**Records for processing:**

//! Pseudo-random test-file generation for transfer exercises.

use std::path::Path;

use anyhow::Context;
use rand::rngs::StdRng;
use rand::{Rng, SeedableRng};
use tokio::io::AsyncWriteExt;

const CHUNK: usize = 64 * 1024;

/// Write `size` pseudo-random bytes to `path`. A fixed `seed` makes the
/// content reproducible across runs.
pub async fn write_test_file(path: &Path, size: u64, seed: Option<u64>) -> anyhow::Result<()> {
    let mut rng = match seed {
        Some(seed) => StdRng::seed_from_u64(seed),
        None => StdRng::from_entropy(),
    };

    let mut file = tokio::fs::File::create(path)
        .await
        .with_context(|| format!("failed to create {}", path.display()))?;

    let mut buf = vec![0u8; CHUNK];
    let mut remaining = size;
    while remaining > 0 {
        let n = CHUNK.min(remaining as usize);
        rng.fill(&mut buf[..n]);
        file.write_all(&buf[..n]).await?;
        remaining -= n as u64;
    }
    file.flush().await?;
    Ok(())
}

...

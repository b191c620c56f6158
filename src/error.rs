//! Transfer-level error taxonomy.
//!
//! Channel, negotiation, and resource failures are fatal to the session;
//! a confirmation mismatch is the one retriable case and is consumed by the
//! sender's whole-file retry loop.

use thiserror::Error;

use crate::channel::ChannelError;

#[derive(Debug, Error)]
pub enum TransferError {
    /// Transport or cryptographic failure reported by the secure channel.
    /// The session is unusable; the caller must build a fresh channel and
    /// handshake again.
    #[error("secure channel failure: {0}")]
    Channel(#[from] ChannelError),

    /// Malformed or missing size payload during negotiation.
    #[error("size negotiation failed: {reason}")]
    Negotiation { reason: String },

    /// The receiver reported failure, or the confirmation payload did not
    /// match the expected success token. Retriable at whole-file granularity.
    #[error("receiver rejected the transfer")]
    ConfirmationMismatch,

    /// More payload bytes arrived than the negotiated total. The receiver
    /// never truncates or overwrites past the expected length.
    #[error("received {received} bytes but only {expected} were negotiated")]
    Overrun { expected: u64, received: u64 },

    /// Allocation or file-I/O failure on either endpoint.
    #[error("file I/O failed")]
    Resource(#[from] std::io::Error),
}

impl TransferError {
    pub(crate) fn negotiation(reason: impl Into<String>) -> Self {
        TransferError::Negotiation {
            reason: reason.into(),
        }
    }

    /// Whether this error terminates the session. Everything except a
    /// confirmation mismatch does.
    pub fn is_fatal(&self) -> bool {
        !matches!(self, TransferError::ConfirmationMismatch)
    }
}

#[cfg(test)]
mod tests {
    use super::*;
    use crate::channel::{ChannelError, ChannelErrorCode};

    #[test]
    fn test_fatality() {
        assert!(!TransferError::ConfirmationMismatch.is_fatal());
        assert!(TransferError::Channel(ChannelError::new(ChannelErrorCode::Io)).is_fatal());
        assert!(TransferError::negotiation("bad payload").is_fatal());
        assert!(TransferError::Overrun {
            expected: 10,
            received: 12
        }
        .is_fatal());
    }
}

--

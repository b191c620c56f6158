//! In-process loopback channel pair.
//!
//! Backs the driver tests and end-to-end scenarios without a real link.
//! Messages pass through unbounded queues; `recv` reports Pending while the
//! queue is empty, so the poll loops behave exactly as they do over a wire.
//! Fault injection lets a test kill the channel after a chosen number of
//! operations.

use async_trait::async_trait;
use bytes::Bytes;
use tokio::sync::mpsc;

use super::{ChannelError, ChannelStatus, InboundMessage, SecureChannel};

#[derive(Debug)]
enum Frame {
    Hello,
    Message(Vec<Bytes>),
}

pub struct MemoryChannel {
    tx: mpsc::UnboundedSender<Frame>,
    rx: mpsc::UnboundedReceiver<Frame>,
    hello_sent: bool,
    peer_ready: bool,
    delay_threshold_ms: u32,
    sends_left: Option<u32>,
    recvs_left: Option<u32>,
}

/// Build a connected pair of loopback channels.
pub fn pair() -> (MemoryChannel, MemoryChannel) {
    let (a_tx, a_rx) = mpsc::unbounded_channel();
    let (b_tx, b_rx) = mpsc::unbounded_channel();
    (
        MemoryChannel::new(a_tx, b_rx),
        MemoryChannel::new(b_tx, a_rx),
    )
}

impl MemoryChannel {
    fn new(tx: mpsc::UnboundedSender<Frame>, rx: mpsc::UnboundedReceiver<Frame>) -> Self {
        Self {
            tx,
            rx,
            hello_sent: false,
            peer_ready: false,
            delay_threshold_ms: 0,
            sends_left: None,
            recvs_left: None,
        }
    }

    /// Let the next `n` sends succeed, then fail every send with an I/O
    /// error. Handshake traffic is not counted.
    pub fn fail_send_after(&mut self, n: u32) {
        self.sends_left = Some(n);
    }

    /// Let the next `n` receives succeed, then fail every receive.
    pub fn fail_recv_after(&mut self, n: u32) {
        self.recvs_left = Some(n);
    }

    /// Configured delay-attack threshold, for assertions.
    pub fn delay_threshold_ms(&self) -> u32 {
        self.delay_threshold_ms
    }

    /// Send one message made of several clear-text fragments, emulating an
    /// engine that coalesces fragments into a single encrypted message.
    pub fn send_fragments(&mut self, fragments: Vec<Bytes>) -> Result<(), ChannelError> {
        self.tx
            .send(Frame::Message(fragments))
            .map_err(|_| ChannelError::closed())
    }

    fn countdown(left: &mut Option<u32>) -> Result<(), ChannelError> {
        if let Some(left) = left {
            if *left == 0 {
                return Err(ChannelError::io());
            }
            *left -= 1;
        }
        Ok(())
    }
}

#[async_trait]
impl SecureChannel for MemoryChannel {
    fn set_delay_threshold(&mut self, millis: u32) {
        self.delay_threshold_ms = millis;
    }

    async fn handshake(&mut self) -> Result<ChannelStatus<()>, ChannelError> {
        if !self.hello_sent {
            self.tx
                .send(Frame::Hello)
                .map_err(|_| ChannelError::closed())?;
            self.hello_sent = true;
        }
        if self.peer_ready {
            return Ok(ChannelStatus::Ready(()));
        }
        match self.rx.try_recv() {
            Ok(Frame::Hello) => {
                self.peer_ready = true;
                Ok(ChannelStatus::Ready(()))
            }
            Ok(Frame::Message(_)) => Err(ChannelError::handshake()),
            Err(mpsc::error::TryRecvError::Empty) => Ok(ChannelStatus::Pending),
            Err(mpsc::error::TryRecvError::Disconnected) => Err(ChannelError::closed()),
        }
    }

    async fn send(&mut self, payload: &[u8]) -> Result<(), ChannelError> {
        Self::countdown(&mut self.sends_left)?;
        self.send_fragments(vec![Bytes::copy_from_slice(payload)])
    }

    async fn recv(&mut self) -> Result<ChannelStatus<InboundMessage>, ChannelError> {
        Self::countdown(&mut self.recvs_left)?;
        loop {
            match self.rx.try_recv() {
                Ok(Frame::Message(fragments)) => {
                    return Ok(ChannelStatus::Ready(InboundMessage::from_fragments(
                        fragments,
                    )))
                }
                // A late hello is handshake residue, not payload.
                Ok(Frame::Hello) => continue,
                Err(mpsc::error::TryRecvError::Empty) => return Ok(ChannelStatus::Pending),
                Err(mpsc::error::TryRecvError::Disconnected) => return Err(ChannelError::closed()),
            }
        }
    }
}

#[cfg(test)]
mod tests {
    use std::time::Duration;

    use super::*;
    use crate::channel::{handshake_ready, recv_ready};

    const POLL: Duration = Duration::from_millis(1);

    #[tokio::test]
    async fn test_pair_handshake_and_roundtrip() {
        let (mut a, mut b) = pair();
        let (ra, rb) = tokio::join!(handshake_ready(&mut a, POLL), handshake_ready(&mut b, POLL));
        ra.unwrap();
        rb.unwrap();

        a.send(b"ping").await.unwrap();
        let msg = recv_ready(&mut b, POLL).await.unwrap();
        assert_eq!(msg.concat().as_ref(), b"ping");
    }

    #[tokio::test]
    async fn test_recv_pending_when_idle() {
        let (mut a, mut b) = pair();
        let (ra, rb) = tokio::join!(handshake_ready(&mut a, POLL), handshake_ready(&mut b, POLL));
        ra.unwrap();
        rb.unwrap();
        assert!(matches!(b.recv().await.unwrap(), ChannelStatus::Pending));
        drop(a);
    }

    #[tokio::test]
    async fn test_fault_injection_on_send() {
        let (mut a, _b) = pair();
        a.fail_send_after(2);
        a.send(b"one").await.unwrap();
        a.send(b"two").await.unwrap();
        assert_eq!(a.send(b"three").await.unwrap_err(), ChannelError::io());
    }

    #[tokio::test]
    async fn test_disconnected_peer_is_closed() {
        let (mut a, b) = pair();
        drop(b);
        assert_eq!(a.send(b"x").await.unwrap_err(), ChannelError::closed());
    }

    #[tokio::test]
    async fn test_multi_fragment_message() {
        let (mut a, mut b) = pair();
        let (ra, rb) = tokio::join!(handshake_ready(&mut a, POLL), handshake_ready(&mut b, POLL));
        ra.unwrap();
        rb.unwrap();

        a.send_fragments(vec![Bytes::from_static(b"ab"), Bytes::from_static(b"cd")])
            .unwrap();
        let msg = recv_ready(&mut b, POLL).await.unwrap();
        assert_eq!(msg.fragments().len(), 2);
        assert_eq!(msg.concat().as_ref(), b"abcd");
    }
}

**Exercise description:** Which of the lines in the material carry the string "Frame"? Pull them out.

**Response for this exercise:**
enum Frame {
    tx: mpsc::UnboundedSender<Frame>,
    rx: mpsc::UnboundedReceiver<Frame>,
    fn new(tx: mpsc::UnboundedSender<Frame>, rx: mpsc::UnboundedReceiver<Frame>) -> Self {
            .send(Frame::Message(fragments))
                .send(Frame::Hello)
            Ok(Frame::Hello) => {
            Ok(Frame::Message(_)) => Err(ChannelError::handshake()),
                Ok(Frame::Message(fragments)) => {
                Ok(Frame::Hello) => continue,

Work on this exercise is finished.